[Extracted records]

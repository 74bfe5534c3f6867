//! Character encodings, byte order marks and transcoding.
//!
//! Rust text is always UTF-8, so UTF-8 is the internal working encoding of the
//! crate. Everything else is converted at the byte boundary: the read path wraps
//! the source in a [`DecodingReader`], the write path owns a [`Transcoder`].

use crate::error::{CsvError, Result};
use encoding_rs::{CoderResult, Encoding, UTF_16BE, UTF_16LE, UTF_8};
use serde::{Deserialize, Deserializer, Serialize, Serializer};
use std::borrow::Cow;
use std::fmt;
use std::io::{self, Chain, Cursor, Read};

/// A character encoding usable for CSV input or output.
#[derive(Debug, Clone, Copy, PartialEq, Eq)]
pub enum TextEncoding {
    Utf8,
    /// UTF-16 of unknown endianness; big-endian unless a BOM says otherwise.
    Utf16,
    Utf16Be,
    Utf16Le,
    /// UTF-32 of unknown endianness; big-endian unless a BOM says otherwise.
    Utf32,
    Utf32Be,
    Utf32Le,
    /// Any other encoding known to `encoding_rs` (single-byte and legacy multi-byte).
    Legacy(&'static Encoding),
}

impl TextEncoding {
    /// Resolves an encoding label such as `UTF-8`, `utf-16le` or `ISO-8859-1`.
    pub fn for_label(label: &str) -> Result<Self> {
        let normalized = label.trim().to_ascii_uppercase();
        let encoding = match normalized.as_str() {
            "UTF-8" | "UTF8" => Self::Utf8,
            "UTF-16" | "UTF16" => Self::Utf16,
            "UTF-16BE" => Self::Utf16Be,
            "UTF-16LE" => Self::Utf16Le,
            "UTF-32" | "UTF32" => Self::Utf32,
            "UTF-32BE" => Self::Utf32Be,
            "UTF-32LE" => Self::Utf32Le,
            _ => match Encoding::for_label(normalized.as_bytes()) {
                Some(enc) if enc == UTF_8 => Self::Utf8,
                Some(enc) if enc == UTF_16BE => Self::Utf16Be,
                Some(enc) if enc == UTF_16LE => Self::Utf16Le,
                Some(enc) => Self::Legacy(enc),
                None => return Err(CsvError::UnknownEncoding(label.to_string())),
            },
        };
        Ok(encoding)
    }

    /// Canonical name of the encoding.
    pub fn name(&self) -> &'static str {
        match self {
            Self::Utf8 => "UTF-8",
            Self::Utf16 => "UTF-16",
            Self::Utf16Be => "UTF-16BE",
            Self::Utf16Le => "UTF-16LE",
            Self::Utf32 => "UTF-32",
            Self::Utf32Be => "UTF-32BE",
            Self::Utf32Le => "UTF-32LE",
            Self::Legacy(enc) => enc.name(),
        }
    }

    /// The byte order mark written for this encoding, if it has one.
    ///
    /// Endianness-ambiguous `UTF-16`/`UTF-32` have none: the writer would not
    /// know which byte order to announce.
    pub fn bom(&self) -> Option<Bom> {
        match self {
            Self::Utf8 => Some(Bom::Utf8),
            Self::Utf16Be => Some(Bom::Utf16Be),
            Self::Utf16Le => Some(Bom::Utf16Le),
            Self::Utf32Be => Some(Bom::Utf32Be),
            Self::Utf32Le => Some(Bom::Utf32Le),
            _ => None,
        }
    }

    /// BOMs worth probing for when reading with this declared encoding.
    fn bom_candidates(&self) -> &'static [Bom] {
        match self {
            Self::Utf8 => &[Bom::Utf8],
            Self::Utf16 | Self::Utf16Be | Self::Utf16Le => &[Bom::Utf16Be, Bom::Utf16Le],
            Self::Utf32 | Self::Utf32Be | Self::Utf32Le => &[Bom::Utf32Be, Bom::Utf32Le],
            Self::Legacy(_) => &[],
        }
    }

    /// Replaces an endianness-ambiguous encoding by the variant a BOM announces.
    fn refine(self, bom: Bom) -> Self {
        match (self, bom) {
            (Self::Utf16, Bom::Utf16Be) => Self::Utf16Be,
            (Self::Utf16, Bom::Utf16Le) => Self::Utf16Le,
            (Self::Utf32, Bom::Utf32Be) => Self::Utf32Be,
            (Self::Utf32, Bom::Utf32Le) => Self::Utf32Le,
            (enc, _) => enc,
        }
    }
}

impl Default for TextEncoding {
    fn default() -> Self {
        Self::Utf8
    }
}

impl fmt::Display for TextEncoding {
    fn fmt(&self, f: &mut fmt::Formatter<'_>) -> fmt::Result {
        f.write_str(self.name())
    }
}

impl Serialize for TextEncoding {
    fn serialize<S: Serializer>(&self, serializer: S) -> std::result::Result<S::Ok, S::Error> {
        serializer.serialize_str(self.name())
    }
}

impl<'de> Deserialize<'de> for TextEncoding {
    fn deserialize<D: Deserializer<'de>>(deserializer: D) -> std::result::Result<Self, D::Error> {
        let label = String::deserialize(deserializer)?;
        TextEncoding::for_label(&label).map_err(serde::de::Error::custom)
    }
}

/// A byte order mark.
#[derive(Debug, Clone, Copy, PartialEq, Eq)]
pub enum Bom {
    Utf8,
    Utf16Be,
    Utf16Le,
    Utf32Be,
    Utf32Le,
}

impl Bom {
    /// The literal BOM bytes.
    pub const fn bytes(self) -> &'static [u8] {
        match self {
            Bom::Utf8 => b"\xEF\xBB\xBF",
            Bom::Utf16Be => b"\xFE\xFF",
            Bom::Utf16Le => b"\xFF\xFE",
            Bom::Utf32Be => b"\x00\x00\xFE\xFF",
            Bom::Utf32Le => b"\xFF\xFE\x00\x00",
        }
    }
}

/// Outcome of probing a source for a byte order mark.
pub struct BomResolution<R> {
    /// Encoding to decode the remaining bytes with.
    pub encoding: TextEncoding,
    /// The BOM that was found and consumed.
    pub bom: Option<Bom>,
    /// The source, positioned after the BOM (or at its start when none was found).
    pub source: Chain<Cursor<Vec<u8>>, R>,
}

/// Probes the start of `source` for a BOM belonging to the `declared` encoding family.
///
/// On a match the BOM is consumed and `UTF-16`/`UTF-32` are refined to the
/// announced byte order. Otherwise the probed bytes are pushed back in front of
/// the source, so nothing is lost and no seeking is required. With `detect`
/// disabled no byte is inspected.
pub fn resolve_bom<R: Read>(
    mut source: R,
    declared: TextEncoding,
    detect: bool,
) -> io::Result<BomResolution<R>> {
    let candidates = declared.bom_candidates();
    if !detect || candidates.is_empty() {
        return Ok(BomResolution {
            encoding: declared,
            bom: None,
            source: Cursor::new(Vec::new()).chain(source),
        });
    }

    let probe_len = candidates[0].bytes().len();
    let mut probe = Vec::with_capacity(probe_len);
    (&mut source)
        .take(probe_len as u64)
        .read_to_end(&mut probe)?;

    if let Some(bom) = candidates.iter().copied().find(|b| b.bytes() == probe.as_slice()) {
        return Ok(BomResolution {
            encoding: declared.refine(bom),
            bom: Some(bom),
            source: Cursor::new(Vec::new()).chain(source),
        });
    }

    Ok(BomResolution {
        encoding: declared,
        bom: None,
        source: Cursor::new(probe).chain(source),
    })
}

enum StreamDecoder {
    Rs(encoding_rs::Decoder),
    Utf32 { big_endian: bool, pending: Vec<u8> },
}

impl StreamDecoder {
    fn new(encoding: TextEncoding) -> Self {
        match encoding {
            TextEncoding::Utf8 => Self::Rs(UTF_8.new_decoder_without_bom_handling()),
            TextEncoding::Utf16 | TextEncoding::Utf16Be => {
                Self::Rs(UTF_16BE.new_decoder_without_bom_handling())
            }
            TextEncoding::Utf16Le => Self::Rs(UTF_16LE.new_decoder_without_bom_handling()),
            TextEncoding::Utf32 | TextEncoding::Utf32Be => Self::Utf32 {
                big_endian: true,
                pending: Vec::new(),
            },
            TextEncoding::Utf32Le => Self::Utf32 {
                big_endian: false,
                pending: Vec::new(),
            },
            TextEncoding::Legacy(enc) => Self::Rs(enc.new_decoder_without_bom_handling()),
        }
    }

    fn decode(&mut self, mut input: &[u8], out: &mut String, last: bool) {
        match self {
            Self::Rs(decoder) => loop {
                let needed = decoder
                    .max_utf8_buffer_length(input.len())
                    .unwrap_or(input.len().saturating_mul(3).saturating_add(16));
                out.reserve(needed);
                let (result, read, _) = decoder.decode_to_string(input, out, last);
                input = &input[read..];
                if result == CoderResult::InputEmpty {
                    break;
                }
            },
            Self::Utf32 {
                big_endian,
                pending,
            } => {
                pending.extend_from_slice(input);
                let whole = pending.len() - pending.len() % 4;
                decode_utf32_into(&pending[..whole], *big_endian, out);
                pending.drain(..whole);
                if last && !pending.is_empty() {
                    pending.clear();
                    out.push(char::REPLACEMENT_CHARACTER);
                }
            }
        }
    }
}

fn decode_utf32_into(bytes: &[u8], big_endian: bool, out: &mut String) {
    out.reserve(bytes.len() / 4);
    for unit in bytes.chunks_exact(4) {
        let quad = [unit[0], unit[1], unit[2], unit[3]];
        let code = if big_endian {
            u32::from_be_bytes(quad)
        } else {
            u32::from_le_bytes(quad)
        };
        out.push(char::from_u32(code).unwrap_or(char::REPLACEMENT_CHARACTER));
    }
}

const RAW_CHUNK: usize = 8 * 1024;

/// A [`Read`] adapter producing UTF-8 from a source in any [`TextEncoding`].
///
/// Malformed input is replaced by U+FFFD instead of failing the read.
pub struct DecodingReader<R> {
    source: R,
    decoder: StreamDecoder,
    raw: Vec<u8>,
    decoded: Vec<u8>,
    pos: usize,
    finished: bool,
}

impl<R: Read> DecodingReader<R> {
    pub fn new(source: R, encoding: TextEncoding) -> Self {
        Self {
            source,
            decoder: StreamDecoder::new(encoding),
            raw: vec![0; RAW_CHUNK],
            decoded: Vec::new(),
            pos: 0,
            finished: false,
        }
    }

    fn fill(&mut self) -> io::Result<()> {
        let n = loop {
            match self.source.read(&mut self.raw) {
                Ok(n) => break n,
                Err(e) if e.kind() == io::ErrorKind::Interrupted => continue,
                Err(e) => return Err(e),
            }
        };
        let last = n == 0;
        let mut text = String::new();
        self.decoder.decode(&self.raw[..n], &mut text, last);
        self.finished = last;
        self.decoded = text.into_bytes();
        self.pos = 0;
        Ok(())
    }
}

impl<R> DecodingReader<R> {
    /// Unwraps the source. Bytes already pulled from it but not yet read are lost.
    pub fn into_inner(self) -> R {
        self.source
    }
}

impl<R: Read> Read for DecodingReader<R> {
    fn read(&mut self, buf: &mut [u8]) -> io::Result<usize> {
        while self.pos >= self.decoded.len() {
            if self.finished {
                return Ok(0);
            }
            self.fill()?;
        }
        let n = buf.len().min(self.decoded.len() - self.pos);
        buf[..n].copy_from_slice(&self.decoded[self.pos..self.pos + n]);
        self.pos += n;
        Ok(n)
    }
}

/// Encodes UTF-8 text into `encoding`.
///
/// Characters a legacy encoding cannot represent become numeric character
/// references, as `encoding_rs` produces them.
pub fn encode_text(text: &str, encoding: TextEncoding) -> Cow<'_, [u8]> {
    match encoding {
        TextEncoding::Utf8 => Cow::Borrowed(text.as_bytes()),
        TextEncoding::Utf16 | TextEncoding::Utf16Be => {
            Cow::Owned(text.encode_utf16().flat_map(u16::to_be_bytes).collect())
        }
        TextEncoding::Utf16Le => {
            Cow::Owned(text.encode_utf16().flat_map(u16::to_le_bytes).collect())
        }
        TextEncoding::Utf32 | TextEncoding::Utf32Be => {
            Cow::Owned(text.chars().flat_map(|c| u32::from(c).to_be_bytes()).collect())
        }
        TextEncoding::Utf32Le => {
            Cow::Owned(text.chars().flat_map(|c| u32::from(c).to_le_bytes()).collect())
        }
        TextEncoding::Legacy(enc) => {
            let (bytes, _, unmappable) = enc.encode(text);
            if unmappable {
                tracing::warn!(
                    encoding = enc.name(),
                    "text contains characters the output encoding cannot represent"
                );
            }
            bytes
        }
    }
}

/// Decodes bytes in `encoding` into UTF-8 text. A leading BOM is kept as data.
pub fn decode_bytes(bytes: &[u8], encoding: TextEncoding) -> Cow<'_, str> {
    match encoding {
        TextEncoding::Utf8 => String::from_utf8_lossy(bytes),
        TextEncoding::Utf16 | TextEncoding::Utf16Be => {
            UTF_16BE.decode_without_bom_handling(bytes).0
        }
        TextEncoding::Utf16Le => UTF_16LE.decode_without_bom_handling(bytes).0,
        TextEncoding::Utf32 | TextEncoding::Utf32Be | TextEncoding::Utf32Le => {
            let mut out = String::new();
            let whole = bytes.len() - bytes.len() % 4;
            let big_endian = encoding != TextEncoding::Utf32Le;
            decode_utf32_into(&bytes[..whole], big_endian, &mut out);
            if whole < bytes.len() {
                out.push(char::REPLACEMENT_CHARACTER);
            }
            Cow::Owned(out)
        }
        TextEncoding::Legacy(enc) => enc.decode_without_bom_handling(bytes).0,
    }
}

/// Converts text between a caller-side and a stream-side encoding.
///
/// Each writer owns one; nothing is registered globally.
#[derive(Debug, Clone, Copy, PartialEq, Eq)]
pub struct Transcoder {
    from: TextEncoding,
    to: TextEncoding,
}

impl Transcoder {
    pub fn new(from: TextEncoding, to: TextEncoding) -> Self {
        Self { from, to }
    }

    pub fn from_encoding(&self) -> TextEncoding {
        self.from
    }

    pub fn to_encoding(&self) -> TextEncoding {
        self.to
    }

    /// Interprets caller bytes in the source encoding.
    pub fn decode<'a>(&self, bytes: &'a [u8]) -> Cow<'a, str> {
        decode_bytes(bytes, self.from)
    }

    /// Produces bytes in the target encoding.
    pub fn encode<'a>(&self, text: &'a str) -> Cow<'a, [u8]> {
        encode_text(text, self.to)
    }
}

● WORK INSTRUCTIONS: Lines from the entries that contain the word "ambiguous" are what the answer must hold.

● OUTPUT OF THE EXERCISE:
    /// Endianness-ambiguous `UTF-16`/`UTF-32` have none: the writer would not
    /// Replaces an endianness-ambiguous encoding by the variant a BOM announces.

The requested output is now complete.